— TASK DETAILS —
Write out exactly the lines below that run from the one containing "self.board.mark_matched(first);" through the one containing "fn session(values: &[u16])", both included, with no other lines.

>>>

//! One game of memory: the board, the guess history and the turn protocol.

use im::Vector;
use serde::{Deserialize, Serialize};
use tracing::{debug, info, trace};

use super::effect::{Effect, EffectBatch};
use crate::board::{Board, Layout};
use crate::core::error::Result;
use crate::core::{CardIndex, CardValue, GameConfig, GameRng, Timing};
use crate::render::CardFace;

/// Which guess of a pair the session is waiting for.
#[derive(Clone, Copy, Debug, PartialEq, Eq, Hash, Serialize, Deserialize)]
pub enum TurnPhase {
    AwaitingFirstGuess,
    AwaitingSecondGuess,
}

/// Why a click changed nothing.
#[derive(Clone, Copy, Debug, PartialEq, Eq, Hash, Serialize, Deserialize)]
pub enum IgnoreReason {
    /// The click did not land on a card.
    OffBoard,
    /// The card is already revealed or matched.
    AlreadyRevealed,
    /// The player has quit.
    Stopped,
}

/// Result of a completed pair.
#[derive(Clone, Copy, Debug, PartialEq, Eq, Serialize, Deserialize)]
pub struct PairOutcome {
    pub first: CardIndex,
    pub second: CardIndex,
    pub first_value: CardValue,
    pub second_value: CardValue,
    /// True if both cards carry the same value.
    pub matched: bool,
    /// Turn count after this pair.
    pub turns: u32,
    /// True if this pair completed the board.
    pub won: bool,
}

/// What a click did.
#[derive(Clone, Copy, Debug, PartialEq, Eq, Serialize, Deserialize)]
pub enum ClickOutcome {
    Ignored(IgnoreReason),
    FirstGuess { index: CardIndex, value: CardValue },
    Pair(PairOutcome),
}

/// A single game session.
///
/// Owns the board and the guess history exclusively. A new game builds a
/// new session; nothing carries over.
///
/// ## Turn protocol
///
/// Odd history length means a pair is open (`AwaitingSecondGuess`). On
/// every even length the last two guesses are compared: a match locks both
/// cards and schedules a cosmetic highlight, a mismatch conceals both at
/// once. The win check runs after every completed pair.
#[derive(Clone, Debug)]
pub struct GameSession {
    board: Board,
    guesses: Vector<CardIndex>,
    layout: Layout,
    timing: Timing,
}

impl GameSession {
    /// Start a new game with a freshly shuffled board.
    pub fn new(config: &GameConfig, rng: &mut GameRng) -> Result<Self> {
        config.layout.validate()?;
        let board = Board::new(config.set_count, config.max_sets, rng)?;
        info!(set_count = config.set_count, seed = rng.seed(), "new game");
        Self::with_board(board, config)
    }

    /// Start a new game on an explicit board.
    ///
    /// Fails if `config.layout` cannot map clicks to cards.
    pub fn with_board(board: Board, config: &GameConfig) -> Result<Self> {
        config.layout.validate()?;
        Ok(Self {
            board,
            guesses: Vector::new(),
            layout: config.layout,
            timing: config.timing,
        })
    }

    #[must_use]
    pub fn board(&self) -> &Board {
        &self.board
    }

    #[must_use]
    pub fn layout(&self) -> &Layout {
        &self.layout
    }

    /// Number of pairs on the board.
    #[must_use]
    pub fn set_count(&self) -> usize {
        self.board.set_count()
    }

    /// Every card revealed this game, in click order.
    #[must_use]
    pub fn guesses(&self) -> &Vector<CardIndex> {
        &self.guesses
    }

    /// Completed pairs so far.
    #[must_use]
    pub fn turns(&self) -> u32 {
        (self.guesses.len() / 2) as u32
    }

    #[must_use]
    pub fn phase(&self) -> TurnPhase {
        if self.guesses.len() % 2 == 0 {
            TurnPhase::AwaitingFirstGuess
        } else {
            TurnPhase::AwaitingSecondGuess
        }
    }

    /// True once every card is face up.
    #[must_use]
    pub fn is_won(&self) -> bool {
        self.board.all_revealed_or_matched()
    }

    /// Effects that draw the whole session from scratch.
    #[must_use]
    pub fn initial_effects(&self) -> EffectBatch {
        let mut effects = EffectBatch::new();
        effects.push(Effect::RenderBoardSize {
            set_count: self.set_count(),
            surface: self.layout.surface_size(self.board.len()),
        });
        for (index, card) in self.board.iter() {
            effects.push(Effect::card(index, card.value(), CardFace::from(card.state)));
        }
        effects.push(Effect::RenderTurns(self.turns()));
        effects
    }

    /// Handle a click at pixel `(x, y)` on the play surface.
    pub fn click(&mut self, x: i32, y: i32) -> (ClickOutcome, EffectBatch) {
        match self.layout.hit_test(x, y, self.board.len()) {
            Some(index) => self.select(index),
            None => {
                trace!(x, y, "click off board");
                (ClickOutcome::Ignored(IgnoreReason::OffBoard), EffectBatch::new())
            }
        }
    }

    /// Handle a click on card `index`.
    pub fn select(&mut self, index: CardIndex) -> (ClickOutcome, EffectBatch) {
        let mut effects = EffectBatch::new();

        if index.index() >= self.board.len() {
            trace!(%index, "selection off board");
            return (ClickOutcome::Ignored(IgnoreReason::OffBoard), effects);
        }
        if self.board.is_revealed(index) {
            trace!(%index, "card already face up");
            return (ClickOutcome::Ignored(IgnoreReason::AlreadyRevealed), effects);
        }

        self.guesses.push_back(index);
        self.board.reveal(index);
        let value = self.board.value(index);
        effects.push(Effect::card(index, value, CardFace::Revealed));

        if self.phase() == TurnPhase::AwaitingSecondGuess {
            debug!(%index, %value, "first guess");
            return (ClickOutcome::FirstGuess { index, value }, effects);
        }

        let outcome = self.resolve_pair(&mut effects);
        (ClickOutcome::Pair(outcome), effects)
    }

    fn resolve_pair(&mut self, effects: &mut EffectBatch) -> PairOutcome {
        let len = self.guesses.len();
        let first = self.guesses[len - 2];
        let second = self.guesses[len - 1];
        let first_value = self.board.value(first);
        let second_value = self.board.value(second);
        let matched = first_value == second_value;
        let turns = self.turns();

        effects.push(Effect::RenderTurns(turns));

        if matched {
            self.board.mark_matched(first);
            self.board.mark_matched(second);
            for (index, value) in [(first, first_value), (second, second_value)] {
                effects.push(
                    Effect::card(index, value, CardFace::Highlighted).after(self.timing.highlight_delay),
                );
            }
        } else {
            self.board.conceal(first);
            self.board.conceal(second);
            effects.push(Effect::card(first, first_value, CardFace::Covered));
            effects.push(Effect::card(second, second_value, CardFace::Covered));
        }
        debug!(%first, %second, matched, turns, "pair resolved");

        let won = self.is_won();
        if won {
            info!(set_count = self.set_count(), turns, "board cleared");
            effects.push(
                Effect::NotifyWin {
                    set_count: self.set_count(),
                    turns,
                }
                .after(self.timing.win_delay),
            );
        }

        PairOutcome {
            first,
            second,
            first_value,
            second_value,
            matched,
            turns,
            won,
        }
    }
}

#[cfg(test)]
mod tests {
    use super::*;
    use crate::core::CardState;

    fn session(values: &[u16]) -> GameSession {
        let board = Board::from_values(values).unwrap();
        GameSession::with_board(board, &GameConfig::new(values.len() / 2)).unwrap()
    }

    #[test]
    fn test_new_session() {
        let mut rng = GameRng::new(42);
        let session = GameSession::new(&GameConfig::new(4), &mut rng).unwrap();

        assert_eq!(session.board().len(), 8);
        assert_eq!(session.turns(), 0);
        assert!(session.guesses().is_empty());
        assert_eq!(session.phase(), TurnPhase::AwaitingFirstGuess);
        assert!(!session.is_won());
    }

    #[test]
    fn test_new_session_rejects_bad_set_count() {
        let mut rng = GameRng::new(42);
        assert!(GameSession::new(&GameConfig::new(0), &mut rng).is_err());
        assert!(GameSession::new(&GameConfig::new(21), &mut rng).is_err());
    }

    #[test]
    fn test_first_guess() {
        let mut s = session(&[0, 1, 0, 1]);
        let (outcome, effects) = s.select(CardIndex::new(1));

        assert_eq!(
            outcome,
            ClickOutcome::FirstGuess {
                index: CardIndex::new(1),
                value: CardValue::new(1),
            }
        );
        assert_eq!(s.phase(), TurnPhase::AwaitingSecondGuess);
        assert_eq!(s.turns(), 0);
        assert_eq!(effects.len(), 1);
        assert_eq!(s.board().state(CardIndex::new(1)), CardState::Revealed);
    }

    #[test]
    fn test_match_locks_cards_and_defers_highlight() {
        let mut s = session(&[0, 1, 0, 1]);
        s.select(CardIndex::new(0));
        let (outcome, effects) = s.select(CardIndex::new(2));

        let ClickOutcome::Pair(pair) = outcome else {
            panic!("Expected Pair");
        };
        assert!(pair.matched);
        assert!(!pair.won);
        assert_eq!(pair.turns, 1);
        assert_eq!(s.board().state(CardIndex::new(0)), CardState::Matched);
        assert_eq!(s.board().state(CardIndex::new(2)), CardState::Matched);

        let deferred: Vec<_> = effects.iter().filter(|e| e.is_deferred()).collect();
        assert_eq!(deferred.len(), 2);
        assert!(effects.iter().any(|e| *e == Effect::RenderTurns(1)));
    }

    #[test]
    fn test_mismatch_conceals_both() {
        let mut s = session(&[0, 1, 0, 1]);
        s.select(CardIndex::new(0));
        let (outcome, effects) = s.select(CardIndex::new(1));

        let ClickOutcome::Pair(pair) = outcome else {
            panic!("Expected Pair");
        };
        assert!(!pair.matched);
        assert_eq!(pair.first_value, CardValue::new(0));
        assert_eq!(pair.second_value, CardValue::new(1));
        assert_eq!(s.board().state(CardIndex::new(0)), CardState::Hidden);
        assert_eq!(s.board().state(CardIndex::new(1)), CardState::Hidden);
        assert_eq!(s.phase(), TurnPhase::AwaitingFirstGuess);
        assert!(effects.iter().all(|e| !e.is_deferred()));
        assert!(effects
            .iter()
            .any(|e| *e == Effect::card(CardIndex::new(1), CardValue::new(1), CardFace::Covered)));
    }

    #[test]
    fn test_repeat_click_on_open_card_is_ignored() {
        let mut s = session(&[0, 1, 0, 1]);
        s.select(CardIndex::new(3));
        let (outcome, effects) = s.select(CardIndex::new(3));

        assert_eq!(outcome, ClickOutcome::Ignored(IgnoreReason::AlreadyRevealed));
        assert!(effects.is_empty());
        assert_eq!(s.guesses().len(), 1);
        assert_eq!(s.phase(), TurnPhase::AwaitingSecondGuess);
    }

    #[test]
    fn test_single_pair_board_wins_after_one_turn() {
        let mut s = session(&[0, 0]);
        s.select(CardIndex::new(0));
        let (outcome, effects) = s.select(CardIndex::new(1));

        let ClickOutcome::Pair(pair) = outcome else {
            panic!("Expected Pair");
        };
        assert!(pair.won);
        assert!(s.is_won());
        assert!(effects.iter().any(|e| matches!(
            e,
            Effect::Deferred { effect, .. } if **effect == Effect::NotifyWin { set_count: 1, turns: 1 }
        )));
    }

    #[test]
    fn test_click_maps_pixels() {
        let mut s = session(&[0, 1, 0, 1]);
        let (outcome, _) = s.click(60, 50);
        assert!(matches!(outcome, ClickOutcome::FirstGuess { index, .. } if index == CardIndex::new(1)));

        let (outcome, _) = s.click(-1, 50);
        assert_eq!(outcome, ClickOutcome::Ignored(IgnoreReason::OffBoard));
        assert_eq!(s.guesses().len(), 1);
    }

    #[test]
    fn test_initial_effects_cover_every_card() {
        let s = session(&[0, 1, 0, 1]);
        let effects: Vec<_> = s.initial_effects().into_iter().collect();

        assert_eq!(effects.len(), 6);
        assert!(matches!(effects[0], Effect::RenderBoardSize { set_count: 2, .. }));
        assert_eq!(effects[5], Effect::RenderTurns(0));
        assert!(effects[1..5]
            .iter()
            .all(|e| matches!(e, Effect::RenderCard { face: CardFace::Covered, .. })));
    }

    #[test]
    fn test_with_board_rejects_empty_card_cell() {
        let layout = Layout {
            card_width: 0,
            ..Layout::default()
        };
        let config = GameConfig::new(1).with_layout(layout);
        let board = Board::from_values(&[0, 0]).unwrap();

        let err = GameSession::with_board(board, &config).unwrap_err();
        assert!(matches!(err, crate::core::GameError::InvalidLayout(_)));
    }
}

<<<

— SOLUTION TO THE PROBLEM —
            self.board.mark_matched(first);
            self.board.mark_matched(second);
            for (index, value) in [(first, first_value), (second, second_value)] {
                effects.push(
                    Effect::card(index, value, CardFace::Highlighted).after(self.timing.highlight_delay),
                );
            }
        } else {
            self.board.conceal(first);
            self.board.conceal(second);
            effects.push(Effect::card(first, first_value, CardFace::Covered));
            effects.push(Effect::card(second, second_value, CardFace::Covered));
        }
        debug!(%first, %second, matched, turns, "pair resolved");

        let won = self.is_won();
        if won {
            info!(set_count = self.set_count(), turns, "board cleared");
            effects.push(
                Effect::NotifyWin {
                    set_count: self.set_count(),
                    turns,
                }
                .after(self.timing.win_delay),
            );
        }

        PairOutcome {
            first,
            second,
            first_value,
            second_value,
            matched,
            turns,
            won,
        }
    }
}

#[cfg(test)]
mod tests {
    use super::*;
    use crate::core::CardState;

    fn session(values: &[u16]) -> GameSession {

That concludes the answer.